WORK REQUEST -
Return every line of the data exactly as it appears.

INFORMATION GIVEN -
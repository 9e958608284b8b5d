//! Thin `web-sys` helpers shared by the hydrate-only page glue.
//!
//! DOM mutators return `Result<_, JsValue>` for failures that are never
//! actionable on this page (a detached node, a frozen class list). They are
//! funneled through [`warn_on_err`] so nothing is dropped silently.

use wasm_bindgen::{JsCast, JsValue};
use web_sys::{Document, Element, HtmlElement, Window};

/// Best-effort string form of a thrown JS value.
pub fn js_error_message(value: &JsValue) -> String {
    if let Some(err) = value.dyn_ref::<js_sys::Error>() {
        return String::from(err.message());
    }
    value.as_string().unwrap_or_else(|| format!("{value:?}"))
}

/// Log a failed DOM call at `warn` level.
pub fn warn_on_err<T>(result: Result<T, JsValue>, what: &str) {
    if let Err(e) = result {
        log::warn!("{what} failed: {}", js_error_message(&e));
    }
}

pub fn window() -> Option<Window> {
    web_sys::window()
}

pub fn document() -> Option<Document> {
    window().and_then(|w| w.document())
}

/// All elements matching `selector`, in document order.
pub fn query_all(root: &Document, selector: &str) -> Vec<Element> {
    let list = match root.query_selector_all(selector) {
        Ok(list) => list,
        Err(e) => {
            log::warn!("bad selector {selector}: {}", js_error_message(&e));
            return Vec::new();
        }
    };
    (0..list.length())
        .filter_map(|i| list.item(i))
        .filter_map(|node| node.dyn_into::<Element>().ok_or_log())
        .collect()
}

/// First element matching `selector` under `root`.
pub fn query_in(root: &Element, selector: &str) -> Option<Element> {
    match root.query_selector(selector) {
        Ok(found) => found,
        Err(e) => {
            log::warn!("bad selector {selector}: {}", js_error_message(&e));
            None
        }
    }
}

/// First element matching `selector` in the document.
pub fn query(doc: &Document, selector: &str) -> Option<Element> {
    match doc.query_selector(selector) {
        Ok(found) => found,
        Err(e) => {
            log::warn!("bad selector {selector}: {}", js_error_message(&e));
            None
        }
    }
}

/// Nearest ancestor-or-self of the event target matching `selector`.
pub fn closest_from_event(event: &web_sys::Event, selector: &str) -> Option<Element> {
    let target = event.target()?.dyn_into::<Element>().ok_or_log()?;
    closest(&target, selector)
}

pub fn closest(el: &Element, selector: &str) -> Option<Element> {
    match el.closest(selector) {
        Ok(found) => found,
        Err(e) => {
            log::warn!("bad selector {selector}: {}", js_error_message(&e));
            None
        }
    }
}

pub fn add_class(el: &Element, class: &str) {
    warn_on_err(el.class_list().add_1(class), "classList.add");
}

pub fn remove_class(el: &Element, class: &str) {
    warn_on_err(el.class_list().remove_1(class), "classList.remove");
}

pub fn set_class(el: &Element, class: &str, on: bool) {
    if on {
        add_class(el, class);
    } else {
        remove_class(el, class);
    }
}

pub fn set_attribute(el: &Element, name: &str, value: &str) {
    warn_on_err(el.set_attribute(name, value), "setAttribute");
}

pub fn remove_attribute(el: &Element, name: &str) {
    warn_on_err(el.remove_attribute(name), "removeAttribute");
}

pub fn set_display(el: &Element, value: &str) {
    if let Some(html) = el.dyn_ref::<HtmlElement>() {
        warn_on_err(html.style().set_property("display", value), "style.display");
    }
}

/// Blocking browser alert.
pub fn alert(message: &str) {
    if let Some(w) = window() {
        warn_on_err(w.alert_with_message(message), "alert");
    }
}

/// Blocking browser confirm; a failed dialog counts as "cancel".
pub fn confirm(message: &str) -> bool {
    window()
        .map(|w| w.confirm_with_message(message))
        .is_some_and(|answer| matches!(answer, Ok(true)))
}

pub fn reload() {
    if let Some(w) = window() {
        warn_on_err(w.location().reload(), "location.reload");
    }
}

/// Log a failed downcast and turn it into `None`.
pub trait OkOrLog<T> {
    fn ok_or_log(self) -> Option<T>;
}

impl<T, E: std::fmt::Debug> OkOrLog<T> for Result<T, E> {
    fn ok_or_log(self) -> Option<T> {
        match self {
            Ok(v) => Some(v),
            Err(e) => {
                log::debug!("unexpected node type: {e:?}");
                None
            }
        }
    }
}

RESPONSE AREA -
repository 9e958608284b8b5d
//! Thin `web-sys` helpers shared by the hydrate-only page glue.
//!
//! DOM mutators return `Result<_, JsValue>` for failures that are never
//! actionable on this page (a detached node, a frozen class list). They are
//! funneled through [`warn_on_err`] so nothing is dropped silently.

use wasm_bindgen::{JsCast, JsValue};
use web_sys::{Document, Element, HtmlElement, Window};

/// Best-effort string form of a thrown JS value.
pub fn js_error_message(value: &JsValue) -> String {
    if let Some(err) = value.dyn_ref::<js_sys::Error>() {
        return String::from(err.message());
    }
    value.as_string().unwrap_or_else(|| format!("{value:?}"))
}

/// Log a failed DOM call at `warn` level.
pub fn warn_on_err<T>(result: Result<T, JsValue>, what: &str) {
    if let Err(e) = result {
        log::warn!("{what} failed: {}", js_error_message(&e));
    }
}

pub fn window() -> Option<Window> {
    web_sys::window()
}

pub fn document() -> Option<Document> {
    window().and_then(|w| w.document())
}

/// All elements matching `selector`, in document order.
pub fn query_all(root: &Document, selector: &str) -> Vec<Element> {
    let list = match root.query_selector_all(selector) {
        Ok(list) => list,
        Err(e) => {
            log::warn!("bad selector {selector}: {}", js_error_message(&e));
            return Vec::new();
        }
    };
    (0..list.length())
        .filter_map(|i| list.item(i))
        .filter_map(|node| node.dyn_into::<Element>().ok_or_log())
        .collect()
}

/// First element matching `selector` under `root`.
pub fn query_in(root: &Element, selector: &str) -> Option<Element> {
    match root.query_selector(selector) {
        Ok(found) => found,
        Err(e) => {
            log::warn!("bad selector {selector}: {}", js_error_message(&e));
            None
        }
    }
}

/// First element matching `selector` in the document.
pub fn query(doc: &Document, selector: &str) -> Option<Element> {
    match doc.query_selector(selector) {
        Ok(found) => found,
        Err(e) => {
            log::warn!("bad selector {selector}: {}", js_error_message(&e));
            None
        }
    }
}

/// Nearest ancestor-or-self of the event target matching `selector`.
pub fn closest_from_event(event: &web_sys::Event, selector: &str) -> Option<Element> {
    let target = event.target()?.dyn_into::<Element>().ok_or_log()?;
    closest(&target, selector)
}

pub fn closest(el: &Element, selector: &str) -> Option<Element> {
    match el.closest(selector) {
        Ok(found) => found,
        Err(e) => {
            log::warn!("bad selector {selector}: {}", js_error_message(&e));
            None
        }
    }
}

pub fn add_class(el: &Element, class: &str) {
    warn_on_err(el.class_list().add_1(class), "classList.add");
}

pub fn remove_class(el: &Element, class: &str) {
    warn_on_err(el.class_list().remove_1(class), "classList.remove");
}

pub fn set_class(el: &Element, class: &str, on: bool) {
    if on {
        add_class(el, class);
    } else {
        remove_class(el, class);
    }
}

pub fn set_attribute(el: &Element, name: &str, value: &str) {
    warn_on_err(el.set_attribute(name, value), "setAttribute");
}

pub fn remove_attribute(el: &Element, name: &str) {
    warn_on_err(el.remove_attribute(name), "removeAttribute");
}

pub fn set_display(el: &Element, value: &str) {
    if let Some(html) = el.dyn_ref::<HtmlElement>() {
        warn_on_err(html.style().set_property("display", value), "style.display");
    }
}

/// Blocking browser alert.
pub fn alert(message: &str) {
    if let Some(w) = window() {
        warn_on_err(w.alert_with_message(message), "alert");
    }
}

/// Blocking browser confirm; a failed dialog counts as "cancel".
pub fn confirm(message: &str) -> bool {
    window()
        .map(|w| w.confirm_with_message(message))
        .is_some_and(|answer| matches!(answer, Ok(true)))
}

pub fn reload() {
    if let Some(w) = window() {
        warn_on_err(w.location().reload(), "location.reload");
    }
}

/// Log a failed downcast and turn it into `None`.
pub trait OkOrLog<T> {
    fn ok_or_log(self) -> Option<T>;
}

impl<T, E: std::fmt::Debug> OkOrLog<T> for Result<T, E> {
    fn ok_or_log(self) -> Option<T> {
        match self {
            Ok(v) => Some(v),
            Err(e) => {
                log::debug!("unexpected node type: {e:?}");
                None
            }
        }
    }
}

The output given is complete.